§ **GIVEN DATA**

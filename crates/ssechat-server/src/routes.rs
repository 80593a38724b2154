//! HTTP surface of the relay.
//!
//! * `GET /api/chat?query=<prompt>` – SSE stream of quoted deltas.
//! * `GET /healthz` – liveness probe.
use std::{sync::Arc, time::Duration};

use axum::{
    Router,
    extract::{Query, State},
    http::{Method, StatusCode},
    response::{
        IntoResponse, Response,
        sse::{KeepAlive, Sse},
    },
    routing::get,
};
use serde::Deserialize;
use ssechat_core::{CompletionPrompt, CompletionSource};
use tower_http::{
    cors::{Any, CorsLayer},
    trace::TraceLayer,
};
use tracing::debug;

use crate::emitter::{RelayOptions, spawn_relay};

#[derive(Debug, Deserialize)]
pub struct ChatQuery {
    pub query: String,
}

/// Immutable per-process state shared by all requests.
pub struct AppState<S> {
    pub source: Arc<S>,
    pub relay: RelayOptions,
    pub keep_alive: Option<Duration>,
}

impl<S> AppState<S> {
    pub fn new(source: S) -> Self {
        Self {
            source: Arc::new(source),
            relay: RelayOptions::default(),
            keep_alive: None,
        }
    }

    pub fn with_relay_options(mut self, relay: RelayOptions) -> Self {
        self.relay = relay;
        self
    }

    pub fn with_keep_alive(mut self, keep_alive: Option<Duration>) -> Self {
        self.keep_alive = keep_alive;
        self
    }
}

impl<S> Clone for AppState<S> {
    fn clone(&self) -> Self {
        Self {
            source: Arc::clone(&self.source),
            relay: self.relay.clone(),
            keep_alive: self.keep_alive,
        }
    }
}

pub fn router<S>(state: AppState<S>) -> Router
where
    S: CompletionSource + 'static,
{
    let cors = CorsLayer::new()
        .allow_origin(Any)
        .allow_methods([Method::GET]);

    Router::new()
        .route("/api/chat", get(chat::<S>))
        .route("/healthz", get(healthz))
        .with_state(state)
        .layer(cors)
        .layer(TraceLayer::new_for_http())
}

async fn chat<S>(
    State(state): State<AppState<S>>,
    Query(ChatQuery { query }): Query<ChatQuery>,
) -> Response
where
    S: CompletionSource + 'static,
{
    let prompt = match CompletionPrompt::new(query) {
        Ok(prompt) => prompt,
        Err(err) => {
            debug!(error = %err, "rejecting chat request");
            return (StatusCode::BAD_REQUEST, err.to_string()).into_response();
        }
    };

    // The session task is detached: it ends on its own when the source
    // finishes or the body below is dropped.
    let (body, _session) = spawn_relay(Arc::clone(&state.source), prompt, &state.relay);

    let sse = Sse::new(body);
    match state.keep_alive {
        Some(interval) => sse
            .keep_alive(KeepAlive::new().interval(interval))
            .into_response(),
        None => sse.into_response(),
    }
}

async fn healthz() -> &'static str {
    "ok"
}
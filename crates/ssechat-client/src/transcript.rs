use std::fmt;

/// Who authored a [`ChatTurn`].
#[derive(Debug, Clone, Copy, PartialEq, Eq, Hash)]
pub enum Speaker {
    User,
    Assistant,
}

impl fmt::Display for Speaker {
    fn fmt(&self, f: &mut fmt::Formatter<'_>) -> fmt::Result {
        f.write_str(match self {
            Speaker::User => "user",
            Speaker::Assistant => "assistant",
        })
    }
}

/// One entry of the visible conversation.
#[derive(Debug, Clone, PartialEq, Eq)]
pub struct ChatTurn {
    pub speaker: Speaker,
    pub text: String,
}

impl ChatTurn {
    pub fn user(text: impl Into<String>) -> Self {
        Self {
            speaker: Speaker::User,
            text: text.into(),
        }
    }

    pub fn assistant(text: impl Into<String>) -> Self {
        Self {
            speaker: Speaker::Assistant,
            text: text.into(),
        }
    }
}

/// Ordered list of turns.
///
/// Append-only from the outside; the consumer may rewrite the text of the
/// assistant turn it is currently streaming into and nothing else.
#[derive(Debug, Clone, Default, PartialEq, Eq)]
pub struct Transcript {
    turns: Vec<ChatTurn>,
}

impl Transcript {
    pub fn new() -> Self {
        Self::default()
    }

    pub fn turns(&self) -> &[ChatTurn] {
        &self.turns
    }

    pub fn last(&self) -> Option<&ChatTurn> {
        self.turns.last()
    }

    pub fn len(&self) -> usize {
        self.turns.len()
    }

    pub fn is_empty(&self) -> bool {
        self.turns.is_empty()
    }

    /// Append a turn and return its index.
    pub(crate) fn push(&mut self, turn: ChatTurn) -> usize {
        self.turns.push(turn);
        self.turns.len() - 1
    }

    pub(crate) fn replace_text(&mut self, index: usize, text: &str) {
        if let Some(turn) = self.turns.get_mut(index) {
            turn.text.clear();
            turn.text.push_str(text);
        }
    }
}
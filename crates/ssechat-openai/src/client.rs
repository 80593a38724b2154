use async_stream::try_stream;
use eventsource_stream::Eventsource;
use futures_core::Stream;
use futures_util::StreamExt;
use reqwest::{
    Client as HttpClient,
    header::{ACCEPT, HeaderValue},
};
use std::time::Duration;

use crate::{
    api_v1::{ChatCompletionChunkResponse, ChatCompletionRequest, ChatCompletionStreamEvent},
    error::OpenAiError,
};

pub(crate) const DEFAULT_BASE_URL: &str = "https://api.openai.com/v1";

/// Literal data payload OpenAI sends as its last event.
const DONE_SENTINEL: &str = "[DONE]";

/// Minimal HTTP client for OpenAI’s *chat/completions* endpoint.
///
/// * Streaming only: one request ▶ one SSE response ▶ many chunks.
/// * No retries; a failed call is reported once and the caller decides.
/// * Shares a single `reqwest::Client`, so cloning `OpenAiClient` is cheap.
#[derive(Clone)]
pub struct OpenAiClient {
    api_key: String,
    http: HttpClient,
    base: String,
}

impl OpenAiClient {
    /// Convenience constructor building a default `reqwest` client with a
    /// connect timeout and Rustls TLS.
    ///
    /// There is deliberately no total request timeout: a streamed answer can
    /// take longer than any sensible fixed limit.
    pub fn new(
        api_key: impl Into<String>,
        base_url: Option<String>,
        connect_timeout: Duration,
    ) -> Result<Self, OpenAiError> {
        let http = HttpClient::builder()
            .connect_timeout(connect_timeout)
            .build()?;

        Ok(Self::with_http(api_key, http, base_url))
    }

    /// Build with a custom `reqwest::Client` in case the caller needs proxy
    /// settings, custom TLS, etc.
    pub fn with_http(
        api_key: impl Into<String>,
        http: HttpClient,
        base_url: Option<String>,
    ) -> Self {
        Self {
            api_key: api_key.into(),
            http,
            base: base_url
                .map(|base| base.trim_end_matches('/').to_owned())
                .unwrap_or_else(|| DEFAULT_BASE_URL.to_owned()),
        }
    }

    pub fn base_url(&self) -> &str {
        &self.base
    }

    /// Perform a **streaming** chat completion.
    ///
    /// The HTTP request is sent on first poll.  The stream ends after the
    /// `[DONE]` sentinel or when the body ends, whichever comes first.  Any
    /// error is yielded once and ends the stream.  Dropping the stream drops
    /// the response body and with it the connection.
    pub fn chat_completion_stream(
        &self,
        mut request: ChatCompletionRequest,
    ) -> impl Stream<Item = Result<ChatCompletionChunkResponse, OpenAiError>> + Send + '_ {
        request.stream = Some(true);

        let url = format!("{}/chat/completions", self.base);

        try_stream! {
            tracing::debug!(%url, model = %request.model, "opening completion stream");

            let resp = self
                .http
                .post(url)
                .bearer_auth(&self.api_key)
                .header(ACCEPT, HeaderValue::from_static("text/event-stream"))
                .json(&request)
                .send()
                .await?;

            if !resp.status().is_success() {
                let status = resp.status();
                let body = resp.text().await.unwrap_or_default();
                tracing::warn!(%status, "completion request rejected");
                return Err(OpenAiError::Api { status, body })?;
            }

            let events = resp.bytes_stream().eventsource();
            futures_util::pin_mut!(events);

            while let Some(event) = events.next().await {
                let event = event.map_err(|e| OpenAiError::Stream(e.to_string()))?;
                let data = event.data.trim();

                if data.is_empty() {
                    continue;
                }
                if data == DONE_SENTINEL {
                    tracing::trace!("completion stream reached sentinel");
                    break;
                }

                match serde_json::from_str::<ChatCompletionStreamEvent>(data)? {
                    ChatCompletionStreamEvent::Chunk(chunk) => yield chunk,
                    ChatCompletionStreamEvent::Error { error } => {
                        tracing::warn!(kind = ?error.kind, "completion stream reported an error");
                        return Err(OpenAiError::Reported(error.message))?;
                    }
                }
            }
        }
    }
}
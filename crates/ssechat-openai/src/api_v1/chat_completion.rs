use serde::{Deserialize, Serialize};

use super::common::impl_builder_methods;

#[derive(Debug, Serialize, Clone)]
pub struct ChatCompletionRequest {
    pub model: String,
    pub messages: Vec<ChatCompletionMessage>,
    #[serde(skip_serializing_if = "Option::is_none")]
    pub stream: Option<bool>,
}

impl ChatCompletionRequest {
    pub fn new(model: String, messages: Vec<ChatCompletionMessage>) -> Self {
        Self {
            model,
            messages,
            stream: None,
        }
    }

    /// A single-turn streaming request: `prompt` becomes the only (user)
    /// message.
    pub fn single_prompt(model: impl Into<String>, prompt: impl Into<String>) -> Self {
        Self::new(model.into(), vec![ChatCompletionMessage::user(prompt)]).stream(true)
    }
}

impl_builder_methods!(
    ChatCompletionRequest,
    stream: bool
);

#[derive(Debug, Deserialize, Serialize, Clone, Copy, PartialEq, Eq)]
#[serde(rename_all = "snake_case")]
pub enum MessageRole {
    User,
    System,
    Assistant,
    Tool,
}

#[derive(Debug, Deserialize, Serialize, Clone, PartialEq, Eq)]
pub struct ChatCompletionMessage {
    pub role: MessageRole,
    pub content: String,
}

impl ChatCompletionMessage {
    pub fn user(content: impl Into<String>) -> Self {
        Self {
            role: MessageRole::User,
            content: content.into(),
        }
    }
}

#[derive(Debug, Deserialize, Clone, Copy, PartialEq, Eq)]
#[serde(rename_all = "snake_case")]
pub enum FinishReason {
    Stop,
    Length,
    ContentFilter,
    ToolCalls,
    FunctionCall,
    #[serde(other)]
    Other,
}
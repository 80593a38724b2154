use clap::Parser;

use crate::transport::DEFAULT_SERVER;

/// Command line / environment configuration of the terminal chat client.
#[derive(Debug, Clone, Parser)]
#[command(name = "ssechat")]
#[command(author, version, about = "Chat with an ssechat relay from the terminal", long_about = None)]
pub struct ClientConfig {
    /// Base URL of the relay server.
    #[arg(long, env = "SSECHAT_SERVER", default_value = DEFAULT_SERVER)]
    pub server: String,

    /// Emit logs as JSON lines.
    #[arg(long)]
    pub log_json: bool,
}

#[cfg(test)]
mod tests {
    use super::*;

    #[test]
    fn server_defaults_to_local_relay() {
        let config = ClientConfig::try_parse_from(["ssechat"]).unwrap();
        assert_eq!(config.server, "http://localhost:8080");
        assert!(!config.log_json);
    }
}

§ **EXERCISE INSTRUCTIONS**
Check every line of the entries for the string "ChatTurn". Give only the number of lines that hold it.

§ **RESPONSE BOX**
7